Unlock a world of possibilities! Login now and discover the exclusive benefits awaiting you.
We have a task with source as ms-sql and target as snowflake. We have a scenario where a huge volume (~50 mill) of updates are happening on a table which is causing the approximately 25-50 million records in the incoming changes. This is resulting in a delay ~15 hours.
Few observations that we captured.
1. In snowflake we see a time difference of >1 minutes between 2 batches (copy, megre, truncate is one batch). Attached is a screen shot.
2. We took logs with TARGET_APPLY at verbose and see
2.1. The table with these updates is having lob columns (nvarchar(-1)). The slowness is ONLY happening during change processing.
2.2. We see that the there is approx 1 minute between the 2 batches (2 copy statements) in the TARGET_APPLY logs. Most of this time, it seems like it is trying to lookup data of the lob from sql server, one record at time. Attached are the logs (logs.txt). We see that it is trying to ' Going to fill lob data for columns in table dbo.XXX' for each record in the batch.
3. I have added the change processing tuning parameters that we have for this task along with batch slowness observed.
Questions:
1. Is this issue happening due to the lob lookup ? If so, is there a way we can set lob to be read 'inline' even for change processing.
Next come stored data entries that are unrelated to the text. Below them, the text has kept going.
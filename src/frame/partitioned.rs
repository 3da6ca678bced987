//! Partitioned row tables.
//!
//! A fetched row table is split into contiguous, balanced partitions so it can
//! be handed out to independent consumers. Row order is preserved across
//! partitions.

use crate::db::{ColumnInfo, QueryResult, Row};
use serde::Serialize;
use std::num::NonZeroUsize;
use std::time::Duration;

/// A row table split into ordered partitions.
#[derive(Debug, Clone, PartialEq, Serialize)]
pub struct PartitionedTable {
    columns: Vec<ColumnInfo>,
    partitions: Vec<Vec<Row>>,
    #[serde(skip)]
    execution_time: Duration,
}

impl PartitionedTable {
    /// Splits `result` into at most `partitions` partitions.
    ///
    /// The first `rows % partitions` partitions get one extra row. When there
    /// are fewer rows than partitions, each row gets its own partition; an
    /// empty result becomes a single empty partition.
    pub fn from_query_result(result: QueryResult, partitions: NonZeroUsize) -> Self {
        let sizes = partition_sizes(result.rows.len(), partitions.get());
        let mut rows = result.rows.into_iter();
        let partitions = sizes
            .into_iter()
            .map(|size| rows.by_ref().take(size).collect())
            .collect();

        Self {
            columns: result.columns,
            partitions,
            execution_time: result.execution_time,
        }
    }

    pub fn columns(&self) -> &[ColumnInfo] {
        &self.columns
    }

    /// Returns the column names in order.
    pub fn column_names(&self) -> Vec<&str> {
        self.columns.iter().map(|c| c.name.as_str()).collect()
    }

    pub fn num_partitions(&self) -> usize {
        self.partitions.len()
    }

    /// Returns the rows of partition `index`.
    pub fn partition(&self, index: usize) -> Option<&[Row]> {
        self.partitions.get(index).map(Vec::as_slice)
    }

    pub fn partition_sizes(&self) -> Vec<usize> {
        self.partitions.iter().map(Vec::len).collect()
    }

    /// Total rows across all partitions.
    pub fn row_count(&self) -> usize {
        self.partitions.iter().map(Vec::len).sum()
    }

    /// Iterates every row in original order.
    pub fn rows(&self) -> impl Iterator<Item = &Row> {
        self.partitions.iter().flatten()
    }

    /// Concatenates the partitions back into a single row table.
    pub fn into_query_result(self) -> QueryResult {
        let rows = self.partitions.into_iter().flatten().collect();
        QueryResult::with_data(self.columns, rows).with_execution_time(self.execution_time)
    }
}

/// Balanced partition sizes for `total` rows over at most `parts` partitions.
fn partition_sizes(total: usize, parts: usize) -> Vec<usize> {
    if total == 0 {
        return vec![0];
    }
    let parts = parts.min(total);
    let base = total / parts;
    let extra = total % parts;
    (0..parts).map(|i| base + usize::from(i < extra)).collect()
}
Is there anything like 'maxLobSize' option that can be set such that the lookup only happens if it goes beyond this option and 'inline' if it is within the option size. Note we are specifically looking for this possibility for Change processing as full load doesnot present this issue.
2. I see this in qlik documentation 'When replicating from Microsoft SQL Server, inline LOBS will always be read directly from the logs (i.e. without lookup).' Isnt nvarchar(-1) inline lob? and shouldn't it be loaded inline instead of the lookups that we see in the logs.
3. Or is it something not related to lobs and something else ? I have added screen shot of the fine tunings that we have for qlik change processing.
Hi @sandeep_r
Yes, source lookup is a separate thread/connection to the source in order to populate the data on the target. This will impact performance. The max size for an inline LOB is 8,000 bytes. You can set the limit LOB size in task settings to below this limit to prevent the lookup.
Also, your change processing tuning settings are at the defaults which are not good for Snowflake target. It prefers larger batches. Here are the "best practices" settings. They might require further adjustment for your use case. For help with tuning, our Professional Services team (fee based) helps with that.
1) To increase the size of the batches sent to Snowflake, please edit the settings in Task Settings \ Change Processing \ Change Process Tuning:
Longer than (seconds) to 299
But less than (seconds) to 300
Force apply a batch when memory exceeds to 2000
Transaction offload tuning (helps prevent caching to disk):
Total transactions memory size exceeds (MB) to 5000
Transactions duration exceeds (seconds) to 86400
2) Depending on the Snowflake Warehouse size XS/S/M/L set the Max file size on the Advanced tab of connection to either 500/1000/1500/2000
3) Snowflake Advanced tab -> Additional ODBC connection properties:
CLIENT_SESSION_KEEP_ALIVE=true;ABORT_DETACHED_QUERY=true;CLIENT_SESSION_KEEP_ALIVE_HEARTBEAT_FREQUENCY=900;
This helps to ensure the connection stays active.
Thanks,
Dana